● Task details:
Only a number is expected here: the count of lines in this data where "failed" occurs.

-- Opening Marker --

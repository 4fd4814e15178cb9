//! Freshness-aware electricity rate cache: cutoff-driven staleness rules, singleflight fetch
//! coordination, and a cache → store → remote cascade in one crate.

#![deny(clippy::all, missing_docs, unused_crate_dependencies)]

pub mod cache;
pub mod config;
pub mod error;
pub mod freshness;
#[cfg(feature = "reqwest")] pub mod http;
pub mod obs;
pub mod rate;
pub mod remote;
pub mod repository;
pub mod resolver;
pub mod singleflight;
pub mod snapshot;
pub mod store;

mod _prelude {
	pub use std::{
		collections::{BTreeMap, BTreeSet, HashMap},
		fmt::{Debug, Display, Formatter, Result as FmtResult},
		future::Future,
		hash::Hash,
		pin::Pin,
		str::FromStr,
		sync::Arc,
		time::Duration as StdDuration,
	};

	pub use chrono::{DateTime, Duration, NaiveDate, TimeZone, Timelike, Utc};
	pub use chrono_tz::Tz;
	pub use parking_lot::{Mutex, RwLock};
	#[cfg(feature = "reqwest")]
	pub use reqwest::{Client as ReqwestClient, Error as ReqwestError};
	pub use serde::{Deserialize, Serialize};
	pub use thiserror::Error as ThisError;
	pub use url::Url;

	pub use crate::error::{Error, Result};
}

pub use chrono_tz;
#[cfg(feature = "reqwest")] pub use reqwest;
pub use url;

#[cfg(test)] use httpmock as _;
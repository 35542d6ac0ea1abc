//! `rstest` fixtures for feed client tests.

use rstest::fixture;
use serde_json::Value;

use crate::{RecordingSink, ScriptedTransport};

/// A transport with an empty script.
#[fixture]
pub fn transport() -> ScriptedTransport { ScriptedTransport::new() }

/// A sink recording JSON payloads and accepting every batch.
#[fixture]
pub fn sink() -> RecordingSink<Value> { RecordingSink::new() }
//! Dialling, reconnect back-off and the start-up supervisor.

use std::sync::{Arc, atomic::Ordering};

use serde::de::DeserializeOwned;
use tokio::{select, time::sleep};
use tokio_util::{sync::CancellationToken, task::TaskTracker};
use tracing::{debug, info, warn};

use super::ClientInner;
use crate::{error::FeedError, metrics};

impl<M> ClientInner<M>
where
    M: DeserializeOwned + Send + Sync + 'static,
{
    /// Make a single connect attempt.
    ///
    /// Succeeds without dialling when the feed is disabled or shutdown has
    /// begun. A dial abandoned through cancellation, or one that completes
    /// after shutdown began, also succeeds without installing a connection.
    ///
    /// # Errors
    ///
    /// Returns [`FeedError::Connect`] if the dial fails. Every failure
    /// increments the retry counter.
    pub(super) async fn connect(&self, cancel: &CancellationToken) -> Result<(), FeedError> {
        if self.endpoint.is_disabled() || self.slot.is_shutting_down() {
            return Ok(());
        }

        let url = &self.endpoint.url;
        info!(%url, "connecting to feed");
        let dialled = select! {
            biased;

            () = cancel.cancelled() => return Ok(()),
            res = self.transport.dial(url, self.endpoint.dial_timeout) => res,
        };
        let conn = match dialled {
            Ok(conn) => conn,
            Err(source) => {
                self.retry_count.fetch_add(1, Ordering::Relaxed);
                metrics::inc_connect_failures();
                return Err(FeedError::Connect {
                    url: url.clone(),
                    source,
                });
            }
        };

        if self.slot.install(conn) {
            info!(%url, "connected to feed");
        } else {
            debug!(%url, "shutdown began during dial, discarding connection");
        }
        Ok(())
    }

    /// Reconnect with linear back-off until a connect succeeds or the client
    /// stops.
    ///
    /// Shutdown and cancellation end the loop without error; they are checked
    /// before and after every wait.
    pub(super) async fn retry_connect(&self, cancel: &CancellationToken) {
        for delay in self.backoff.delays() {
            if self.should_stop(cancel) {
                return;
            }
            select! {
                biased;

                () = cancel.cancelled() => return,
                () = sleep(delay) => {},
            }
            if self.should_stop(cancel) {
                return;
            }
            match self.connect(cancel).await {
                Ok(()) => return,
                Err(e) => warn!(
                    url = %self.endpoint.url,
                    error = %e,
                    waited = ?delay,
                    "feed reconnect attempt failed"
                ),
            }
        }
    }

    /// Connect until the first success, then hand over to the reader task.
    pub(super) async fn supervise(self: Arc<Self>, cancel: CancellationToken, tracker: TaskTracker) {
        loop {
            match self.connect(&cancel).await {
                Ok(()) => {
                    if self.should_stop(&cancel) {
                        return;
                    }
                    tracker.spawn(Arc::clone(&self).read_loop(cancel));
                    return;
                }
                Err(e) => {
                    warn!(
                        url = %self.endpoint.url,
                        error = %e,
                        retry_in = ?self.supervisor_delay,
                        "failed to connect to feed, waiting and retrying"
                    );
                    select! {
                        biased;

                        () = cancel.cancelled() => return,
                        () = sleep(self.supervisor_delay) => {},
                    }
                }
            }
        }
    }
}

-- Closing Marker --

● Result of the task:
2